L’affaire Louis Althusser ou le philosophe assassin
16 novembre 1980. Il est 7 heures du matin dans le logement de fonction de la rue d’Ulm occupé par le couple Althusser. Soudain, un cri retentit, du personnel de l’École normale supérieure accourt dans l’appartement et trouve le philosophe en état de grande confusion devant le cadavre de sa femme, qu’il vient d’étrangler.
Crise de démence
Il faudra attendre plus d’une journée avant que Louis Althusser ne sorte d’un profond état de prostration.
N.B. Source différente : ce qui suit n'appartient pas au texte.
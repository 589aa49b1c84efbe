//! Core logic for Voxkit: localization, artifact builders, and dispatch.
//!
//! Modules:
//! - `l10n`: locale registry and per-locale snippet tables with error
//!   accumulation.
//! - `builder`: chained builders producing the interaction model and the
//!   `skill.json` manifest from locale lookups.
//! - `response`: response envelope builder and locale-aware error responses.
//! - `router`: handler trait and request multiplexer.
//! - `ssml`: speech markup string helpers.

pub mod builder;
pub mod l10n;
pub mod response;
pub mod router;
pub mod ssml;
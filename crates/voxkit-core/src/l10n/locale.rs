//! A single locale: snippet table, error accumulator, and variation RNG.

use std::sync::Mutex;

use dashmap::DashMap;
use rand::rngs::StdRng;
use rand::{Rng, SeedableRng};

use voxkit_types::error::LocaleError;

/// A locale holds translations keyed by snippet name.
///
/// Each key maps to an ordered list of variants. Lookups never fail hard:
/// a missing key or missing placeholder argument records a [`LocaleError`]
/// on the locale and the call returns an empty or partially filled string.
/// Callers inspect [`Locale::errors`] when they care.
///
/// All methods take `&self`; a `Locale` is shared as `Arc<Locale>` between
/// the registry and every builder attached to it.
pub struct Locale {
    name: String,
    snippets: DashMap<String, Vec<String>>,
    errors: Mutex<Vec<LocaleError>>,
    rng: Mutex<StdRng>,
}

impl Locale {
    /// Create a locale with an entropy-seeded RNG for `get_any`.
    pub fn new(name: impl Into<String>) -> Self {
        Self {
            name: name.into(),
            snippets: DashMap::new(),
            errors: Mutex::new(Vec::new()),
            rng: Mutex::new(StdRng::from_entropy()),
        }
    }

    /// Create a locale with a fixed RNG seed, making `get_any` deterministic.
    pub fn with_seed(name: impl Into<String>, seed: u64) -> Self {
        Self {
            name: name.into(),
            snippets: DashMap::new(),
            errors: Mutex::new(Vec::new()),
            rng: Mutex::new(StdRng::seed_from_u64(seed)),
        }
    }

    /// The locale tag, e.g. "en-US".
    pub fn name(&self) -> &str {
        &self.name
    }

    /// Set (or overwrite) the variants for a key.
    pub fn set<I, S>(&self, key: &str, values: I)
    where
        I: IntoIterator<Item = S>,
        S: Into<String>,
    {
        self.snippets
            .insert(key.to_string(), values.into_iter().map(Into::into).collect());
    }

    /// First variant for the key with placeholders substituted.
    ///
    /// Returns "" and records a `NoTranslation` error when the key has no
    /// non-empty variants.
    pub fn get(&self, key: &str, args: &[&str]) -> String {
        match self.first_variant(key) {
            Some(template) => self.substitute(key, &template, args),
            None => {
                self.record(LocaleError::NoTranslation {
                    locale: self.name.clone(),
                    key: key.to_string(),
                });
                String::new()
            }
        }
    }

    /// A uniformly random variant for the key with placeholders substituted.
    ///
    /// With zero or one variant this behaves exactly like [`Locale::get`].
    pub fn get_any(&self, key: &str, args: &[&str]) -> String {
        let variants = match self.snippets.get(key) {
            Some(v) if !v.is_empty() && !v[0].is_empty() => v.clone(),
            _ => {
                self.record(LocaleError::NoTranslation {
                    locale: self.name.clone(),
                    key: key.to_string(),
                });
                return String::new();
            }
        };

        let template = if variants.len() > 1 {
            let idx = {
                let mut rng = self.rng.lock().unwrap_or_else(|e| e.into_inner());
                rng.gen_range(0..variants.len())
            };
            &variants[idx]
        } else {
            &variants[0]
        };

        self.substitute(key, template, args)
    }

    /// All variants for the key with placeholders substituted, in order.
    ///
    /// Returns an empty list and records a `NoTranslation` error when the
    /// key is absent.
    pub fn get_all(&self, key: &str, args: &[&str]) -> Vec<String> {
        let variants = match self.snippets.get(key) {
            Some(v) if !v.is_empty() && !v[0].is_empty() => v.clone(),
            _ => {
                self.record(LocaleError::NoTranslation {
                    locale: self.name.clone(),
                    key: key.to_string(),
                });
                return Vec::new();
            }
        };

        variants
            .iter()
            .map(|t| self.substitute(key, t, args))
            .collect()
    }

    /// Snapshot of the accumulated lookup errors.
    pub fn errors(&self) -> Vec<LocaleError> {
        self.errors
            .lock()
            .unwrap_or_else(|e| e.into_inner())
            .clone()
    }

    /// The most recent lookup error, if any.
    pub fn last_error(&self) -> Option<LocaleError> {
        self.errors
            .lock()
            .unwrap_or_else(|e| e.into_inner())
            .last()
            .cloned()
    }

    /// Clear the accumulated lookup errors.
    pub fn reset_errors(&self) {
        self.errors.lock().unwrap_or_else(|e| e.into_inner()).clear();
    }

    fn first_variant(&self, key: &str) -> Option<String> {
        self.snippets
            .get(key)
            .and_then(|v| v.first().cloned())
            .filter(|v| !v.is_empty())
    }

    /// Replace `{}` markers with the positional arguments.
    ///
    /// Markers beyond the supplied arguments stay in the output and record
    /// a single `MissingPlaceholder` error for the call.
    fn substitute(&self, key: &str, template: &str, args: &[&str]) -> String {
        let mut out = String::with_capacity(template.len());
        let mut rest = template;
        let mut used = 0usize;

        while let Some(pos) = rest.find("{}") {
            out.push_str(&rest[..pos]);
            if let Some(arg) = args.get(used) {
                out.push_str(arg);
            } else {
                out.push_str("{}");
            }
            used += 1;
            rest = &rest[pos + 2..];
        }
        out.push_str(rest);

        if used > args.len() {
            self.record(LocaleError::MissingPlaceholder {
                locale: self.name.clone(),
                key: key.to_string(),
            });
        }

        out
    }

    fn record(&self, err: LocaleError) {
        self.errors.lock().unwrap_or_else(|e| e.into_inner()).push(err);
    }
}

impl std::fmt::Debug for Locale {
    fn fmt(&self, f: &mut std::fmt::Formatter<'_>) -> std::fmt::Result {
        f.debug_struct("Locale")
            .field("name", &self.name)
            .field("keys", &self.snippets.len())
            .finish()
    }
}
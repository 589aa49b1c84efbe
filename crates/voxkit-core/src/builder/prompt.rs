//! Prompt and variation builders.
//!
//! A prompt is identified by its kind and target (intent slot, or slot and
//! validation type) and carries one variations builder per content type.
//! Variation content is looked up per locale at build time.

use std::collections::BTreeMap;
use std::fmt;
use std::sync::Arc;

use voxkit_types::error::BuildError;
use voxkit_types::model::{ModelPrompt, PromptVariation, Variation};

use crate::l10n::LocaleRegistry;

/// The dialog situation a prompt speaks to.
#[derive(Debug, Clone, Copy, PartialEq, Eq)]
pub enum PromptKind {
    Elicit,
    Confirm,
    Validate,
}

impl PromptKind {
    pub fn as_str(&self) -> &'static str {
        match self {
            Self::Elicit => "Elicit",
            Self::Confirm => "Confirm",
            Self::Validate => "Validate",
        }
    }
}

impl fmt::Display for PromptKind {
    fn fmt(&self, f: &mut fmt::Formatter<'_>) -> fmt::Result {
        f.write_str(self.as_str())
    }
}

/// Builds one named [`ModelPrompt`] from typed variations.
pub struct PromptBuilder {
    registry: Arc<LocaleRegistry>,
    kind: PromptKind,
    intent: String,
    slot: String,
    id: String,
    variations: BTreeMap<Variation, VariationsBuilder>,
}

impl PromptBuilder {
    /// Prompt asking the user to fill an intent slot.
    pub fn elicitation(registry: Arc<LocaleRegistry>, intent: &str, slot: &str) -> Self {
        Self {
            registry,
            kind: PromptKind::Elicit,
            intent: intent.to_string(),
            slot: slot.to_string(),
            id: Self::elicitation_id(intent, slot),
            variations: BTreeMap::new(),
        }
    }

    /// Prompt asking the user to confirm an intent slot.
    pub fn confirmation(registry: Arc<LocaleRegistry>, intent: &str, slot: &str) -> Self {
        Self {
            registry,
            kind: PromptKind::Confirm,
            intent: intent.to_string(),
            slot: slot.to_string(),
            id: Self::confirmation_id(intent, slot),
            variations: BTreeMap::new(),
        }
    }

    /// Prompt spoken when a slot validation rule rejects the value.
    pub fn validation(registry: Arc<LocaleRegistry>, slot: &str, rule_type: &str) -> Self {
        Self {
            registry,
            kind: PromptKind::Validate,
            intent: String::new(),
            slot: slot.to_string(),
            id: Self::validation_id(slot, rule_type),
            variations: BTreeMap::new(),
        }
    }

    pub fn elicitation_id(intent: &str, slot: &str) -> String {
        format!("Elicit.Intent-{intent}.IntentSlot-{slot}")
    }

    pub fn confirmation_id(intent: &str, slot: &str) -> String {
        format!("Confirm.Intent-{intent}.IntentSlot-{slot}")
    }

    pub fn validation_id(slot: &str, rule_type: &str) -> String {
        format!("Validate.Slot-{slot}.Type-{rule_type}")
    }

    /// The prompt id referenced from dialog slots.
    pub fn id(&self) -> &str {
        &self.id
    }

    /// Add a variation of the given content type with its default lookup key.
    pub fn with_variation(&mut self, variation: Variation) -> &mut Self {
        let builder = VariationsBuilder::new(
            Arc::clone(&self.registry),
            &self.intent,
            &self.slot,
            self.kind,
            variation,
        );
        self.variations.insert(variation, builder);
        self
    }

    /// The variations builder for the content type, if added.
    pub fn variation(&mut self, variation: Variation) -> Option<&mut VariationsBuilder> {
        self.variations.get_mut(&variation)
    }

    /// Resolve the prompt for one locale.
    pub fn build_locale(&self, locale: &str) -> Result<ModelPrompt, BuildError> {
        if self.variations.is_empty() {
            return Err(BuildError::PromptWithoutVariations(self.id.clone()));
        }

        let mut variations = Vec::new();
        for builder in self.variations.values() {
            variations.extend(builder.build_locale(locale)?);
        }

        Ok(ModelPrompt {
            id: self.id.clone(),
            variations,
        })
    }
}

/// Builds the [`PromptVariation`] list for one content type of a prompt.
///
/// Each variation type maps to a lookup key, by default
/// `<intent>_<slot>_<Kind>` plus the content type postfix. Every variant
/// stored under the key becomes one variation.
pub struct VariationsBuilder {
    registry: Arc<LocaleRegistry>,
    label: String,
    keys: BTreeMap<Variation, String>,
    error: Option<BuildError>,
}

impl VariationsBuilder {
    fn new(
        registry: Arc<LocaleRegistry>,
        intent: &str,
        slot: &str,
        kind: PromptKind,
        variation: Variation,
    ) -> Self {
        let label = format!("{intent}_{slot}_{kind}");
        let mut keys = BTreeMap::new();
        keys.insert(variation, format!("{label}{}", variation.key_postfix()));
        Self {
            registry,
            label,
            keys,
            error: None,
        }
    }

    /// Add another content type with its default lookup key.
    pub fn with_variation(&mut self, variation: Variation) -> &mut Self {
        if self.error.is_some() {
            return self;
        }
        self.keys
            .insert(variation, format!("{}{}", self.label, variation.key_postfix()));
        self
    }

    /// Rebind the lookup key for a content type.
    pub fn with_key(&mut self, variation: Variation, key: &str) -> &mut Self {
        if self.error.is_some() {
            return self;
        }
        self.keys.insert(variation, key.to_string());
        self
    }

    /// Write translated values for a content type straight into a locale.
    pub fn with_locale_values<I, S>(
        &mut self,
        locale: &str,
        variation: Variation,
        values: I,
    ) -> &mut Self
    where
        I: IntoIterator<Item = S>,
        S: Into<String>,
    {
        if self.error.is_some() {
            return self;
        }
        let key = match self.keys.get(&variation) {
            Some(key) => key.clone(),
            None => return self,
        };
        match self.registry.resolve(locale) {
            Ok(loc) => loc.set(&key, values),
            Err(err) => self.error = Some(err.into()),
        }
        self
    }

    /// Resolve all variations of this content type for one locale.
    ///
    /// An empty result is an error: a prompt entry without content would be
    /// rejected by the deployment API.
    pub fn build_locale(&self, locale: &str) -> Result<Vec<PromptVariation>, BuildError> {
        if let Some(err) = &self.error {
            return Err(err.clone());
        }
        let loc = self.registry.resolve(locale)?;

        let mut variations = Vec::new();
        for (variation, key) in &self.keys {
            for value in loc.get_all(key, &[]) {
                variations.push(PromptVariation {
                    variation_type: *variation,
                    value,
                });
            }
        }

        if variations.is_empty() {
            return Err(BuildError::PromptWithoutContent(self.label.clone()));
        }

        Ok(variations)
    }
}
Dans sa déposition, il déclare ne pas se souvenir du meurtre : tout juste du massage qu’il avait commencé sur le cou d’Hélène Rytmann. Et puis, plus rien, le trou noir, jusqu’au moment où il reprend conscience et la trouve inanimée sur sa chaise. Si l’affaire fait grand bruit, Louis Althusser ne sera au final pas poursuivi pour cet acte, en vertu de l’article 64 du Code pénal précisant qu’ « Il n’y a ni crime ni délit, lorsque le prévenu était en état de démence au temps de l’action, ou lorsqu’il a été contraint par une force à laquelle il n’a pu résister ».
Les dix années suivantes seront marquées par les incessants séjours en hôpital psychiatrique pour tenter de soulager la psychose maniaco-dépressive dont souffre Althusser, qui trouve néanmoins la force de revenir sur les faits dans ses mémoires, « L’avenir dure longtemps ». Le meurtre, que le philosophe n’a jamais pu expliquer, continue d’être analysé pour sa portée: en plus de clore une incroyable histoire où ont alterné amour et haine, certains penseurs y ont vu le symbole de la fin de l’idéal communiste défendu par Althusser, la prépondérance de l’inconscient sur l’intellect ou encore l’échec d’une certaine psychiatrie.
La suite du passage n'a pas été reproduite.